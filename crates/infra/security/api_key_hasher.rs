use base64::{Engine, engine::general_purpose::URL_SAFE_NO_PAD};
use rand::RngCore;
use sha2::{Digest, Sha256};

use crate::domain::value_objects::api_keys::{API_KEY_PREFIX, KEY_PREFIX_LENGTH};

#[derive(Debug, Clone, PartialEq, Eq)]
pub struct GeneratedApiKey {
    pub raw_key: String,
    pub key_prefix: String,
    pub key_hash: String,
}

pub fn generate_api_key() -> GeneratedApiKey {
    let mut bytes = [0u8; 32];
    rand::thread_rng().fill_bytes(&mut bytes);
    let raw_key = format!("{API_KEY_PREFIX}{}", URL_SAFE_NO_PAD.encode(bytes));

    GeneratedApiKey {
        key_prefix: raw_key.chars().take(KEY_PREFIX_LENGTH).collect(),
        key_hash: hash_api_key(&raw_key),
        raw_key,
    }
}

/// SHA-256 hex digest. Keys carry 256 bits of entropy, so no salt is needed.
pub fn hash_api_key(raw_key: &str) -> String {
    hex::encode(Sha256::digest(raw_key.as_bytes()))
}

pub fn looks_like_api_key(raw_key: &str) -> bool {
    raw_key.starts_with(API_KEY_PREFIX) && raw_key.len() > KEY_PREFIX_LENGTH
}

#[cfg(test)]
mod tests {
    use super::*;

    #[test]
    fn generated_key_has_prefix_and_matching_hash() {
        let key = generate_api_key();
        assert!(key.raw_key.starts_with("sk_"));
        // 32 bytes -> 43 base64url chars without padding
        assert_eq!(key.raw_key.len(), 3 + 43);
        assert_eq!(key.key_prefix.len(), KEY_PREFIX_LENGTH);
        assert!(key.raw_key.starts_with(&key.key_prefix));
        assert_eq!(key.key_hash, hash_api_key(&key.raw_key));
        assert!(looks_like_api_key(&key.raw_key));
    }

    #[test]
    fn shape_check_rejects_other_tokens() {
        assert!(!looks_like_api_key("eyJhbGciOiJIUzI1NiJ9.e30.sig"));
        assert!(!looks_like_api_key("sk_short"));
    }
}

^^^^^^^^^^^^^^^^

● WHAT YOU ARE ASKED TO DO: Return from the data every line that holds "GeneratedApiKey".

● ANSWER SECTION:
pub struct GeneratedApiKey {
pub fn generate_api_key() -> GeneratedApiKey {
    GeneratedApiKey {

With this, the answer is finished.